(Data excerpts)
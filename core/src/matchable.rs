//! `Matchable` — declarative patterns and their normalization
//!
//! Callers write patterns as literals, regexes, sequences, and records;
//! [`build_matcher`] turns any of them into a [`Matcher`] once, up front:
//!
//! | Matchable | Matcher |
//! |-----------|---------|
//! | `Undefined` (a hole) | [`any`](crate::any) |
//! | `Bool` / `Number` / `BigInt` / `String` | [`equals`](crate::equals) |
//! | `Regex` | [`match_regex`](crate::match_regex) |
//! | `Sequence` | [`match_array`](crate::match_array) |
//! | `Record` | [`match_object`](crate::match_object) |
//! | `Matcher` | returned unchanged |
//!
//! # Example
//!
//! ```
//! use rematch::{build_matcher, rest, Matchable, Value};
//!
//! let pattern = Matchable::record([("status", Matchable::from(200)), ("rest", rest().into())]);
//! let m = build_matcher(pattern);
//!
//! let response = Value::record([("status", Value::from(200)), ("body", Value::from("ok"))]);
//! let result = m.apply(&response).unwrap();
//! assert_eq!(
//!     result.as_matched().and_then(|m| m.rest.clone()),
//!     Some(Value::record([("body", Value::from("ok"))]))
//! );
//! ```

use std::collections::BTreeMap;

use regex::Regex;

use crate::combinator::When;
use crate::primitives::{any, equals, match_regex};
use crate::structural::{match_array, match_object};
use crate::{Matcher, MatcherError, Value};

/// A declarative pattern.
#[derive(Debug, Clone, Default)]
pub enum Matchable {
    /// A hole: binds anything.
    #[default]
    Undefined,
    Bool(bool),
    Number(f64),
    BigInt(i128),
    String(String),
    Regex(Regex),
    /// Element-by-element sequence pattern.
    Sequence(Vec<Matchable>),
    /// Key-by-key record pattern.
    Record(BTreeMap<String, Matchable>),
    /// An already-built matcher.
    Matcher(Matcher),
}

impl Matchable {
    /// Build a record pattern from key/pattern pairs.
    pub fn record<K, I>(fields: I) -> Self
    where
        K: Into<String>,
        I: IntoIterator<Item = (K, Matchable)>,
    {
        Self::Record(fields.into_iter().map(|(k, m)| (k.into(), m)).collect())
    }

    /// Build a sequence pattern.
    pub fn seq<T, I>(items: I) -> Self
    where
        T: Into<Matchable>,
        I: IntoIterator<Item = T>,
    {
        Self::Sequence(items.into_iter().map(Into::into).collect())
    }
}

/// Normalize any pattern into a [`Matcher`].
///
/// Idempotent: a `Matcher` passes through as the same handle.
///
/// ```
/// use rematch::{build_matcher, equals};
///
/// let m = equals(1);
/// assert!(build_matcher(m.clone()).ptr_eq(&m));
/// ```
pub fn build_matcher(matchable: impl Into<Matchable>) -> Matcher {
    match matchable.into() {
        Matchable::Undefined => any(),
        Matchable::Bool(b) => equals(b),
        Matchable::Number(n) => equals(n),
        Matchable::BigInt(n) => equals(n),
        Matchable::String(s) => equals(s),
        Matchable::Regex(regex) => match_regex(regex),
        Matchable::Sequence(items) => match_array(Some(items)),
        Matchable::Record(fields) => match_object(Some(fields)),
        Matchable::Matcher(m) => m,
    }
}

impl From<Matchable> for Matcher {
    fn from(matchable: Matchable) -> Self {
        build_matcher(matchable)
    }
}

impl From<bool> for Matchable {
    fn from(b: bool) -> Self {
        Self::Bool(b)
    }
}

impl From<i32> for Matchable {
    fn from(n: i32) -> Self {
        Self::Number(f64::from(n))
    }
}

impl From<u32> for Matchable {
    fn from(n: u32) -> Self {
        Self::Number(f64::from(n))
    }
}

impl From<i64> for Matchable {
    #[allow(clippy::cast_precision_loss)] // Numbers are doubles
    fn from(n: i64) -> Self {
        Self::Number(n as f64)
    }
}

impl From<f64> for Matchable {
    fn from(n: f64) -> Self {
        Self::Number(n)
    }
}

impl From<i128> for Matchable {
    fn from(n: i128) -> Self {
        Self::BigInt(n)
    }
}

impl From<&str> for Matchable {
    fn from(s: &str) -> Self {
        Self::String(s.to_owned())
    }
}

impl From<String> for Matchable {
    fn from(s: String) -> Self {
        Self::String(s)
    }
}

impl From<Regex> for Matchable {
    fn from(regex: Regex) -> Self {
        Self::Regex(regex)
    }
}

impl From<Matcher> for Matchable {
    fn from(m: Matcher) -> Self {
        Self::Matcher(m)
    }
}

impl From<When> for Matchable {
    fn from(when: When) -> Self {
        Self::Matcher(when.build())
    }
}

impl From<Vec<Matchable>> for Matchable {
    fn from(items: Vec<Matchable>) -> Self {
        Self::Sequence(items)
    }
}

impl<T: Into<Matchable>, const N: usize> From<[T; N]> for Matchable {
    fn from(items: [T; N]) -> Self {
        Self::seq(items)
    }
}

impl From<BTreeMap<String, Matchable>> for Matchable {
    fn from(fields: BTreeMap<String, Matchable>) -> Self {
        Self::Record(fields)
    }
}

/// Read a literal pattern out of dynamic data.
///
/// Arrays and records become structural patterns of their contents.
/// `Null`, lazy sequences, accessor-backed objects, and custom host data
/// have no pattern reading and fail with [`MatcherError::UnableToBuild`].
impl TryFrom<Value> for Matchable {
    type Error = MatcherError;

    fn try_from(value: Value) -> Result<Self, Self::Error> {
        match value {
            Value::Undefined => Ok(Self::Undefined),
            Value::Bool(b) => Ok(Self::Bool(b)),
            Value::Number(n) => Ok(Self::Number(n)),
            Value::BigInt(n) => Ok(Self::BigInt(n)),
            Value::String(s) => Ok(Self::String(s)),
            Value::Array(items) => items
                .into_iter()
                .map(Self::try_from)
                .collect::<Result<Vec<_>, _>>()
                .map(Self::Sequence),
            Value::Record(fields) => fields
                .into_iter()
                .map(|(k, v)| Self::try_from(v).map(|m| (k, m)))
                .collect::<Result<BTreeMap<_, _>, _>>()
                .map(Self::Record),
            other @ (Value::Null | Value::Object(_) | Value::Sequence(_) | Value::Custom(_)) => {
                Err(MatcherError::UnableToBuild {
                    found: other.type_name().to_owned(),
                })
            }
        }
    }
}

**What you should do:** Without changing a single character, repeat each record.

**The completed task:**
filename core/src/matchable.rs
//! `Matchable` — declarative patterns and their normalization
//!
//! Callers write patterns as literals, regexes, sequences, and records;
//! [`build_matcher`] turns any of them into a [`Matcher`] once, up front:
//!
//! | Matchable | Matcher |
//! |-----------|---------|
//! | `Undefined` (a hole) | [`any`](crate::any) |
//! | `Bool` / `Number` / `BigInt` / `String` | [`equals`](crate::equals) |
//! | `Regex` | [`match_regex`](crate::match_regex) |
//! | `Sequence` | [`match_array`](crate::match_array) |
//! | `Record` | [`match_object`](crate::match_object) |
//! | `Matcher` | returned unchanged |
//!
//! # Example
//!
//! ```
//! use rematch::{build_matcher, rest, Matchable, Value};
//!
//! let pattern = Matchable::record([("status", Matchable::from(200)), ("rest", rest().into())]);
//! let m = build_matcher(pattern);
//!
//! let response = Value::record([("status", Value::from(200)), ("body", Value::from("ok"))]);
//! let result = m.apply(&response).unwrap();
//! assert_eq!(
//!     result.as_matched().and_then(|m| m.rest.clone()),
//!     Some(Value::record([("body", Value::from("ok"))]))
//! );
//! ```

use std::collections::BTreeMap;

use regex::Regex;

use crate::combinator::When;
use crate::primitives::{any, equals, match_regex};
use crate::structural::{match_array, match_object};
use crate::{Matcher, MatcherError, Value};

/// A declarative pattern.
#[derive(Debug, Clone, Default)]
pub enum Matchable {
    /// A hole: binds anything.
    #[default]
    Undefined,
    Bool(bool),
    Number(f64),
    BigInt(i128),
    String(String),
    Regex(Regex),
    /// Element-by-element sequence pattern.
    Sequence(Vec<Matchable>),
    /// Key-by-key record pattern.
    Record(BTreeMap<String, Matchable>),
    /// An already-built matcher.
    Matcher(Matcher),
}

impl Matchable {
    /// Build a record pattern from key/pattern pairs.
    pub fn record<K, I>(fields: I) -> Self
    where
        K: Into<String>,
        I: IntoIterator<Item = (K, Matchable)>,
    {
        Self::Record(fields.into_iter().map(|(k, m)| (k.into(), m)).collect())
    }

    /// Build a sequence pattern.
    pub fn seq<T, I>(items: I) -> Self
    where
        T: Into<Matchable>,
        I: IntoIterator<Item = T>,
    {
        Self::Sequence(items.into_iter().map(Into::into).collect())
    }
}

/// Normalize any pattern into a [`Matcher`].
///
/// Idempotent: a `Matcher` passes through as the same handle.
///
/// ```
/// use rematch::{build_matcher, equals};
///
/// let m = equals(1);
/// assert!(build_matcher(m.clone()).ptr_eq(&m));
/// ```
pub fn build_matcher(matchable: impl Into<Matchable>) -> Matcher {
    match matchable.into() {
        Matchable::Undefined => any(),
        Matchable::Bool(b) => equals(b),
        Matchable::Number(n) => equals(n),
        Matchable::BigInt(n) => equals(n),
        Matchable::String(s) => equals(s),
        Matchable::Regex(regex) => match_regex(regex),
        Matchable::Sequence(items) => match_array(Some(items)),
        Matchable::Record(fields) => match_object(Some(fields)),
        Matchable::Matcher(m) => m,
    }
}

impl From<Matchable> for Matcher {
    fn from(matchable: Matchable) -> Self {
        build_matcher(matchable)
    }
}

impl From<bool> for Matchable {
    fn from(b: bool) -> Self {
        Self::Bool(b)
    }
}

impl From<i32> for Matchable {
    fn from(n: i32) -> Self {
        Self::Number(f64::from(n))
    }
}

impl From<u32> for Matchable {
    fn from(n: u32) -> Self {
        Self::Number(f64::from(n))
    }
}

impl From<i64> for Matchable {
    #[allow(clippy::cast_precision_loss)] // Numbers are doubles
    fn from(n: i64) -> Self {
        Self::Number(n as f64)
    }
}

impl From<f64> for Matchable {
    fn from(n: f64) -> Self {
        Self::Number(n)
    }
}

impl From<i128> for Matchable {
    fn from(n: i128) -> Self {
        Self::BigInt(n)
    }
}

impl From<&str> for Matchable {
    fn from(s: &str) -> Self {
        Self::String(s.to_owned())
    }
}

impl From<String> for Matchable {
    fn from(s: String) -> Self {
        Self::String(s)
    }
}

impl From<Regex> for Matchable {
    fn from(regex: Regex) -> Self {
        Self::Regex(regex)
    }
}

impl From<Matcher> for Matchable {
    fn from(m: Matcher) -> Self {
        Self::Matcher(m)
    }
}

impl From<When> for Matchable {
    fn from(when: When) -> Self {
        Self::Matcher(when.build())
    }
}

impl From<Vec<Matchable>> for Matchable {
    fn from(items: Vec<Matchable>) -> Self {
        Self::Sequence(items)
    }
}

impl<T: Into<Matchable>, const N: usize> From<[T; N]> for Matchable {
    fn from(items: [T; N]) -> Self {
        Self::seq(items)
    }
}

impl From<BTreeMap<String, Matchable>> for Matchable {
    fn from(fields: BTreeMap<String, Matchable>) -> Self {
        Self::Record(fields)
    }
}

/// Read a literal pattern out of dynamic data.
///
/// Arrays and records become structural patterns of their contents.
/// `Null`, lazy sequences, accessor-backed objects, and custom host data
/// have no pattern reading and fail with [`MatcherError::UnableToBuild`].
impl TryFrom<Value> for Matchable {
    type Error = MatcherError;

    fn try_from(value: Value) -> Result<Self, Self::Error> {
        match value {
            Value::Undefined => Ok(Self::Undefined),
            Value::Bool(b) => Ok(Self::Bool(b)),
            Value::Number(n) => Ok(Self::Number(n)),
            Value::BigInt(n) => Ok(Self::BigInt(n)),
            Value::String(s) => Ok(Self::String(s)),
            Value::Array(items) => items
                .into_iter()
                .map(Self::try_from)
                .collect::<Result<Vec<_>, _>>()
                .map(Self::Sequence),
            Value::Record(fields) => fields
                .into_iter()
                .map(|(k, v)| Self::try_from(v).map(|m| (k, m)))
                .collect::<Result<BTreeMap<_, _>, _>>()
                .map(Self::Record),
            other @ (Value::Null | Value::Object(_) | Value::Sequence(_) | Value::Custom(_)) => {
                Err(MatcherError::UnableToBuild {
                    found: other.type_name().to_owned(),
                })
            }
        }
    }
}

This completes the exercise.